Vor Antritt der Kinderkur erhielten die Eltern entweder von der jeweiligen Entsendestelle, dem Träger des Heims oder dem Heim selbst einen sogenannten Elternbrief. In diesem waren alle – aus Sicht des Heimes – wichtigen Informationen aufgeführt.

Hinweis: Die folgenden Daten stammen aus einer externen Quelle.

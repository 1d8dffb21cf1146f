//! # gcscope-core
//!
//! Core library for gcscope - a JVM garbage collection log analyzer.
//!
//! This library provides:
//! - Format detection and parsers for Serial, Parallel, CMS, G1 and ZGC logs
//!   in both the legacy and the unified logging styles
//! - An immutable event model with derived pauses, intervals and memory
//! - Statistics, metric samples and rule-based diagnosis
//! - Configuration management
//! - Logging infrastructure
//!
//! ## Architecture
//!
//! Data flows through three stages:
//! - **Parse:** log lines become raw events in a [`ModelBuilder`]
//! - **Derive:** the [`pipeline`] repairs, links and aggregates them into a [`GcModel`]
//! - **Analyze:** [`analytics`] queries the finished model
//!
//! ## Example
//!
//! ```rust,no_run
//! use gcscope_core::{analyze, Config, ParseOptions};
//!
//! let config = Config::load().expect("failed to load config");
//! let text = std::fs::read_to_string("gc.log").expect("failed to read log");
//!
//! let model = analyze(&text, &ParseOptions::default()).expect("failed to analyze");
//! let pauses = model.pause_statistics(model.time_range());
//! let diagnoses = gcscope_core::analytics::create_default_diagnoser(config.diagnoser).run(&model);
//! ```

// Re-export commonly used items at the crate root
pub use config::Config;
pub use error::{Error, Result};
pub use model::{
    CollectorFamily, EventKind, EventRef, GcCause, GcEvent, GcModel, Generation, LogFormat,
    LogStyle, ModelBuilder,
};
pub use parser::{ParseOptions, ParseStats};
pub use vmoption::VmOptions;

// Public modules
pub mod analytics;
pub mod config;
pub mod error;
pub mod format;
pub mod fragment;
pub mod logging;
pub mod model;
pub mod parser;
pub mod pipeline;
pub mod vmoption;

/// Parse a whole log and derive its model.
pub fn analyze(text: &str, options: &ParseOptions) -> Result<GcModel> {
    let builder = parser::parse(text, options)?;
    pipeline::run(builder)
}
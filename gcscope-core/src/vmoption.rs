//! JVM command-line option parsing.
//!
//! Understands `-XX:+Flag`, `-XX:-Flag`, `-XX:Name=Value`, the `-Xmx`,
//! `-Xms`, `-Xmn` and `-Xss` shorthands, `-Dkey=value` system properties
//! and plain `-flag` / `-flag:value` switches.

use crate::error::{Error, Result};
use crate::model::CollectorFamily;
use serde::Serialize;
use std::collections::BTreeMap;

/// Typed option value.
#[derive(Debug, Clone, PartialEq, Serialize)]
#[serde(untagged)]
pub enum VmOptionValue {
    Bool(bool),
    Int(i64),
    /// Bytes, from a value carrying a k/m/g/t suffix
    Size(u64),
    Text(String),
}

#[derive(Debug, Clone, Default, PartialEq, Serialize)]
pub struct VmOptions {
    options: BTreeMap<String, VmOptionValue>,
    #[serde(skip_serializing_if = "BTreeMap::is_empty")]
    properties: BTreeMap<String, String>,
}

/// Parse a size like `512m`, `4G` or `1048576` into bytes.
pub fn parse_size(text: &str) -> Option<u64> {
    let text = text.trim();
    let (digits, multiplier) = match text.chars().last()? {
        'k' | 'K' => (&text[..text.len() - 1], 1u64 << 10),
        'm' | 'M' => (&text[..text.len() - 1], 1 << 20),
        'g' | 'G' => (&text[..text.len() - 1], 1 << 30),
        't' | 'T' => (&text[..text.len() - 1], 1 << 40),
        _ => (text, 1),
    };
    if digits.is_empty() || !digits.bytes().all(|b| b.is_ascii_digit()) {
        return None;
    }
    digits.parse::<u64>().ok()?.checked_mul(multiplier)
}

fn parse_value(raw: &str) -> VmOptionValue {
    if let Ok(int) = raw.parse::<i64>() {
        return VmOptionValue::Int(int);
    }
    match raw {
        "true" => return VmOptionValue::Bool(true),
        "false" => return VmOptionValue::Bool(false),
        _ => {}
    }
    match parse_size(raw) {
        Some(bytes) => VmOptionValue::Size(bytes),
        None => VmOptionValue::Text(raw.to_string()),
    }
}

fn valid_name(name: &str) -> bool {
    !name.is_empty() && name.bytes().all(|b| b.is_ascii_alphanumeric() || b == b'_')
}

fn malformed(token: &str, why: &str) -> Error {
    Error::MalformedVmOption(format!("'{token}': {why}"))
}

impl VmOptions {
    /// Parse a whitespace separated option string.
    pub fn parse(text: &str) -> Result<Self> {
        let mut options = VmOptions::default();
        for token in text.split_whitespace() {
            options.parse_token(token)?;
        }
        Ok(options)
    }

    fn parse_token(&mut self, token: &str) -> Result<()> {
        let body = token
            .strip_prefix('-')
            .ok_or_else(|| malformed(token, "options start with '-'"))?;

        if let Some(xx) = body.strip_prefix("XX:") {
            return self.parse_xx(token, xx);
        }
        if let Some(prop) = body.strip_prefix('D') {
            let (key, value) = prop.split_once('=').unwrap_or((prop, ""));
            if key.is_empty() {
                return Err(malformed(token, "empty property name"));
            }
            self.properties.insert(key.to_string(), value.to_string());
            return Ok(());
        }
        for (prefix, names) in [
            ("Xmx", &["MaxHeapSize"][..]),
            ("Xms", &["InitialHeapSize"][..]),
            ("Xmn", &["NewSize", "MaxNewSize"][..]),
            ("Xss", &["ThreadStackSize"][..]),
        ] {
            if let Some(size) = body.strip_prefix(prefix) {
                let bytes = parse_size(size).ok_or_else(|| malformed(token, "bad size"))?;
                for name in names {
                    self.options
                        .insert((*name).to_string(), VmOptionValue::Size(bytes));
                }
                return Ok(());
            }
        }
        if body.is_empty() {
            return Err(malformed(token, "empty option"));
        }
        match body.split_once(':') {
            Some((name, value)) => {
                self.options
                    .insert(name.to_string(), VmOptionValue::Text(value.to_string()));
            }
            None => {
                self.options.insert(body.to_string(), VmOptionValue::Bool(true));
            }
        }
        Ok(())
    }

    fn parse_xx(&mut self, token: &str, xx: &str) -> Result<()> {
        if let Some(name) = xx.strip_prefix('+') {
            if !valid_name(name) {
                return Err(malformed(token, "bad flag name"));
            }
            self.options.insert(name.to_string(), VmOptionValue::Bool(true));
            return Ok(());
        }
        if let Some(name) = xx.strip_prefix('-') {
            if !valid_name(name) {
                return Err(malformed(token, "bad flag name"));
            }
            self.options.insert(name.to_string(), VmOptionValue::Bool(false));
            return Ok(());
        }
        let (name, value) = xx
            .split_once('=')
            .ok_or_else(|| malformed(token, "expected +Flag, -Flag or Name=Value"))?;
        if !valid_name(name) {
            return Err(malformed(token, "bad option name"));
        }
        if value.is_empty() {
            return Err(malformed(token, "missing value"));
        }
        self.options.insert(name.to_string(), parse_value(value));
        Ok(())
    }

    pub fn is_empty(&self) -> bool {
        self.options.is_empty() && self.properties.is_empty()
    }

    pub fn len(&self) -> usize {
        self.options.len()
    }

    pub fn get(&self, name: &str) -> Option<&VmOptionValue> {
        self.options.get(name)
    }

    pub fn get_bool(&self, name: &str) -> Option<bool> {
        match self.get(name)? {
            VmOptionValue::Bool(b) => Some(*b),
            _ => None,
        }
    }

    pub fn get_int(&self, name: &str) -> Option<i64> {
        match self.get(name)? {
            VmOptionValue::Int(i) => Some(*i),
            _ => None,
        }
    }

    /// Size in bytes. Plain integers count as bytes.
    pub fn get_size(&self, name: &str) -> Option<u64> {
        match self.get(name)? {
            VmOptionValue::Size(bytes) => Some(*bytes),
            VmOptionValue::Int(i) => u64::try_from(*i).ok(),
            _ => None,
        }
    }

    pub fn property(&self, key: &str) -> Option<&str> {
        self.properties.get(key).map(String::as_str)
    }

    pub fn iter(&self) -> impl Iterator<Item = (&str, &VmOptionValue)> {
        self.options.iter().map(|(k, v)| (k.as_str(), v))
    }

    /// Collector selected by `-XX:+Use...GC`, if any.
    pub fn collector_family(&self) -> Option<CollectorFamily> {
        [
            ("UseG1GC", CollectorFamily::G1),
            ("UseZGC", CollectorFamily::Zgc),
            ("UseShenandoahGC", CollectorFamily::Shenandoah),
            ("UseEpsilonGC", CollectorFamily::Epsilon),
            ("UseConcMarkSweepGC", CollectorFamily::Cms),
            ("UseParallelGC", CollectorFamily::Parallel),
            ("UseParallelOldGC", CollectorFamily::Parallel),
            ("UseSerialGC", CollectorFamily::Serial),
        ]
        .into_iter()
        .find(|(flag, _)| self.get_bool(flag) == Some(true))
        .map(|(_, family)| family)
    }

    /// Later values win.
    pub fn extend(&mut self, other: VmOptions) {
        self.options.extend(other.options);
        self.properties.extend(other.properties);
    }
}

Die von Trägern der Verschickungsheime als „Elternbriefe“ – später als „Merkblätter“ – bezeichneten Schreiben hatten die Aufgabe, die Eltern über den bevorstehenden Kuraufenthalt ihres Kindes zu informieren: Die Eltern bekamen von der jeweiligen Verschickungsstelle, wie dem Sozial- oder Gesundheitsamt, der örtlichen Caritasstelle oder Diakonie, AWO oder DRK dieses Schreiben. Meist verfassten die Heimleitungen diesen Elternbrief oder übernahmen ihn von ihren Vorgängern. Orientieren konnten sie sich an Texten anderer Einrichtungen, mit denen sie in regelmäßigem Austausch waren. Gehörte die Einrichtung zu einem größeren Träger, wurde der Text meist noch mit den dort Verantwortlichen abgestimmt. Dabei thematisierten die Elternbriefe folgende Aspekte in meist ähnlicher Reihenfolge: das Haus, seine Lage und mögliche Angebote, die notwendigen Reisevorbereitungen, Heimweh, den Kontakt mit dem Elternhaus, insbesondere das Schicken von Päckchen und, in ganz unterschiedlicher Form, die Erwartungen der Eltern an die Einrichtung und die Maßnahme.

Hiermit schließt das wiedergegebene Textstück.